Instruments | Guitar | Stringed
The guitar is a plucked stringed instrument played resting on the lap. Although it has a long history – thought by many to reach as far back as the ancient Greek lyre known as the kithara – it is best-known today in the design of the Spanish guitar-maker Antonio de Torres Jurado (1817–92).
The modern or classical guitar developed from the short-necked lutes that appeared in central Asia during the fourth and third centuries BC. Many pictures from the ensuing millennium depict instruments exhibiting guitar-like characteristics. However, the guitar as we know it today has its roots in the Renaissance period.
One of the most significant precursors of the guitar is the vihuela, a plucked stringed instrument with six or seven courses popular in the fifteenth and sixteenth centuries. The vihuela is closely associated with Spain and areas under Spanish influence, although it was also used in Italy and Portugal.
In looks, the vihuela is very close to the modern guitar. It has the characteristic figure-of-eight body shape, a long neck and a head set back at a slight angle. Rose patterns were often set into the body, functioning as sound holes. The vihuela was a fretted instrument, using 10 lengths of gut tied around the neck to stop the string. Like the lute, the six courses followed the tuning pattern of fourth–fourth–major third–fourth–fourth.
It is not clear why the vihuela gained such popularity in Renaissance Spain at a time when the rest of Europe used the lute for the same purposes.

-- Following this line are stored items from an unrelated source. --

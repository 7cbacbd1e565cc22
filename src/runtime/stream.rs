//! Lazy wrapping of an asynchronous result sequence
//!
//! [`LazyStream`] attaches optional per-item and whole-sequence stages to any
//! fallible stream: a predicate (skip items), a collector (transform items),
//! an alternative collection shape, and a final reduction. Everything is
//! applied lazily as the wrapper is consumed; with nothing configured the
//! wrapper is a pure pass-through of the underlying sequence.

use futures::{Stream, StreamExt};
use std::future::{Future, IntoFuture};
use std::pin::Pin;
use std::task::{ready, Context, Poll};

use crate::core::Result;

type Predicate<T> = Box<dyn FnMut(&T) -> bool + Send>;
type Collector<T, U> = Box<dyn FnMut(T) -> U + Send>;
type Finish<U, R> = Box<dyn FnOnce(Vec<U>) -> R + Send>;

/// A lazy sequence with optional filter, transform, and reduction stages
///
/// Type parameters: `T` is the raw item produced by the underlying sequence,
/// `U` the item after the collector stage (defaults to `T`), and `R` the
/// aggregate produced when the wrapper is awaited (defaults to `Vec<U>`).
///
/// Two consumption modes stay mutually consistent:
///
/// - as a [`Stream`], one resolved item is pulled at a time, with the
///   predicate and collector applied per pull;
/// - awaited via [`IntoFuture`], the whole sequence is drained (first error
///   wins) and the collection/reduction stages produce one aggregate value.
///
/// # Examples
///
/// ```rust,no_run
/// use cmdstream::{parallel, Command};
///
/// # #[tokio::main]
/// # async fn main() -> cmdstream::Result<()> {
/// let failed: usize = parallel((0..8).map(|_| Command::new("true")))
///     .filter(|outcome| !outcome.success())
///     .reduce(|outcomes| outcomes.len())
///     .await?;
/// assert_eq!(failed, 0);
/// # Ok(())
/// # }
/// ```
pub struct LazyStream<T, U = T, R = Vec<U>> {
    inner: Pin<Box<dyn Stream<Item = Result<T>> + Send>>,
    predicate: Option<Predicate<T>>,
    collector: Collector<T, U>,
    finish: Finish<U, R>,
}

impl<T> LazyStream<T>
where
    T: Send + 'static,
{
    /// Wrap a stream with no stages configured (pure pass-through)
    pub fn new(stream: impl Stream<Item = Result<T>> + Send + 'static) -> Self {
        Self {
            inner: Box::pin(stream),
            predicate: None,
            collector: Box::new(|item| item),
            finish: Box::new(|items| items),
        }
    }
}

impl<T, U, R> LazyStream<T, U, R> {
    /// Keep only items the predicate accepts
    ///
    /// Rejected items are silently skipped: not yielded, not collected, not
    /// counted.
    pub fn filter(mut self, predicate: impl FnMut(&T) -> bool + Send + 'static) -> Self {
        self.predicate = Some(Box::new(predicate));
        self
    }
}

impl<T: 'static, U: 'static> LazyStream<T, U, Vec<U>> {
    /// Transform each item before it reaches the consumer
    ///
    /// Configure `map` before `collect_with`/`reduce`; it resets the
    /// whole-sequence stages to operate on the transformed items.
    pub fn map<V>(self, mut collector: impl FnMut(U) -> V + Send + 'static) -> LazyStream<T, V, Vec<V>> {
        let mut previous = self.collector;
        LazyStream {
            inner: self.inner,
            predicate: self.predicate,
            collector: Box::new(move |item| collector(previous(item))),
            finish: Box::new(|items| items),
        }
    }

    /// Choose the collection shape produced when awaited as a whole
    ///
    /// Applied instead of the default `Vec` when the wrapper is consumed as
    /// a single collected value rather than item by item.
    pub fn collect_with<C>(
        self,
        iterator: impl FnOnce(Vec<U>) -> C + Send + 'static,
    ) -> LazyStream<T, U, C> {
        LazyStream {
            inner: self.inner,
            predicate: self.predicate,
            collector: self.collector,
            finish: Box::new(iterator),
        }
    }
}

impl<T, U: 'static, R: 'static> LazyStream<T, U, R> {
    /// Reduce the awaited aggregate to a single value
    ///
    /// Composes with any previously configured collection stage: the
    /// reduction receives whatever that stage produced.
    pub fn reduce<R2>(self, result: impl FnOnce(R) -> R2 + Send + 'static) -> LazyStream<T, U, R2> {
        let previous = self.finish;
        LazyStream {
            inner: self.inner,
            predicate: self.predicate,
            collector: self.collector,
            finish: Box::new(move |items| result(previous(items))),
        }
    }
}

impl<T, U, R> Stream for LazyStream<T, U, R> {
    type Item = Result<U>;

    fn poll_next(self: Pin<&mut Self>, cx: &mut Context<'_>) -> Poll<Option<Self::Item>> {
        let this = self.get_mut();
        loop {
            match ready!(this.inner.as_mut().poll_next(cx)) {
                None => return Poll::Ready(None),
                Some(Err(error)) => return Poll::Ready(Some(Err(error))),
                Some(Ok(item)) => {
                    if let Some(predicate) = this.predicate.as_mut() {
                        if !predicate(&item) {
                            continue;
                        }
                    }
                    return Poll::Ready(Some(Ok((this.collector)(item))));
                }
            }
        }
    }

    fn size_hint(&self) -> (usize, Option<usize>) {
        // The predicate may skip items, so only the upper bound survives.
        let upper = self.inner.size_hint().1;
        (0, upper)
    }
}

impl<T, U, R> IntoFuture for LazyStream<T, U, R>
where
    T: Send + 'static,
    U: Send + 'static,
    R: Send + 'static,
{
    type Output = Result<R>;
    type IntoFuture = Pin<Box<dyn Future<Output = Self::Output> + Send>>;

    /// Drain the sequence and produce the aggregate value
    ///
    /// The first error encountered during collection is returned and the
    /// collection/reduction stages never run.
    fn into_future(mut self) -> Self::IntoFuture {
        Box::pin(async move {
            let mut items = Vec::new();
            while let Some(item) = self.next().await {
                items.push(item?);
            }
            Ok((self.finish)(items))
        })
    }
}

#[cfg(test)]
mod tests {
    use super::*;
    use crate::core::Error;
    use futures::stream;
    use std::collections::HashSet;

    fn source(items: Vec<Result<i32>>) -> LazyStream<i32> {
        LazyStream::new(stream::iter(items))
    }

    fn ok_items(values: &[i32]) -> Vec<Result<i32>> {
        values.iter().copied().map(Ok).collect()
    }

    #[tokio::test]
    async fn test_pass_through_identity() {
        let mut wrapped = source(ok_items(&[3, 1, 2]));
        let mut seen = Vec::new();
        while let Some(item) = wrapped.next().await {
            seen.push(item.unwrap());
        }
        assert_eq!(seen, [3, 1, 2]);
    }

    #[tokio::test]
    async fn test_pass_through_await() {
        let collected = source(ok_items(&[3, 1, 2])).await.unwrap();
        assert_eq!(collected, [3, 1, 2]);
    }

    #[tokio::test]
    async fn test_predicate_skips_items() {
        let collected = source(ok_items(&[0, 1, 0, 2]))
            .filter(|item| *item == 0)
            .await
            .unwrap();
        assert_eq!(collected, [0, 0]);
    }

    #[tokio::test]
    async fn test_collector_transforms_items() {
        let collected = source(ok_items(&[1, 2, 3]))
            .map(|item| item * 10)
            .await
            .unwrap();
        assert_eq!(collected, [10, 20, 30]);
    }

    #[tokio::test]
    async fn test_filter_then_map_per_item() {
        let mut wrapped = source(ok_items(&[1, 2, 3, 4]))
            .filter(|item| item % 2 == 0)
            .map(|item| item + 100);
        let mut seen = Vec::new();
        while let Some(item) = wrapped.next().await {
            seen.push(item.unwrap());
        }
        assert_eq!(seen, [102, 104]);
    }

    #[tokio::test]
    async fn test_collect_with_alternative_shape() {
        let collected: HashSet<i32> = source(ok_items(&[1, 2, 2, 1]))
            .collect_with(|items| items.into_iter().collect())
            .await
            .unwrap();
        assert_eq!(collected, HashSet::from([1, 2]));
    }

    #[tokio::test]
    async fn test_reduce_to_single_value() {
        let total = source(ok_items(&[1, 2, 3]))
            .reduce(|items| items.into_iter().sum::<i32>())
            .await
            .unwrap();
        assert_eq!(total, 6);
    }

    #[tokio::test]
    async fn test_reduce_composes_with_collect_with() {
        let distinct = source(ok_items(&[1, 2, 2, 1]))
            .collect_with(|items| items.into_iter().collect::<HashSet<i32>>())
            .reduce(|set| set.len())
            .await
            .unwrap();
        assert_eq!(distinct, 2);
    }

    #[tokio::test]
    async fn test_first_error_wins_when_awaited() {
        let items = vec![Ok(1), Err(Error::launch("boom")), Ok(2)];
        let result = source(items).await;
        assert!(matches!(result, Err(Error::Launch(_))));
    }

    #[tokio::test]
    async fn test_error_interleaved_in_stream_mode() {
        let items = vec![Ok(1), Err(Error::launch("boom")), Ok(2)];
        let mut wrapped = source(items);

        assert_eq!(wrapped.next().await.unwrap().unwrap(), 1);
        assert!(wrapped.next().await.unwrap().is_err());
        assert_eq!(wrapped.next().await.unwrap().unwrap(), 2);
        assert!(wrapped.next().await.is_none());
    }

    #[tokio::test]
    async fn test_error_bypasses_predicate() {
        let items = vec![Err(Error::launch("boom")), Ok(5)];
        let mut wrapped = source(items).filter(|_| false);

        assert!(wrapped.next().await.unwrap().is_err());
        assert!(wrapped.next().await.is_none());
    }
}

Nevertheless, the guitar’s strong association with Spain began at this time, and the Spanish passion for the vihuela was responsible for its introduction to Latin America during the colonization of that part of the world.
The guitars of sixteenth-century Europe were considerably smaller than the modern instrument. Initially they had four courses tuned fourth–major third–fourth. Baroque guitars often had a single, central rose as a soundhole and between eight and ten gut frets. The courses’ pitches were by no means set in stone, a characteristic shared with the vihuela: they were often changed to suit the music being performed.
By the end of the fifteenth century, five-, six- and even seven-course guitars were being used. In Italy the six- and seven-course guitars were often referred to as viola da mano or ‘hand viola’, as opposed to the viola da arco or ‘bowed viola’.
One of the most common uses of the guitar was as a strumming accompaniment to songs. The rasgueado technique, in spite of its close association with Spanish flamenco repertoire, in fact developed in the sixteenth century when it was more commonly known as battuto. The strum could be executed in either direction, indicated by an arrow pointing up or down immediately preceding the chord affected.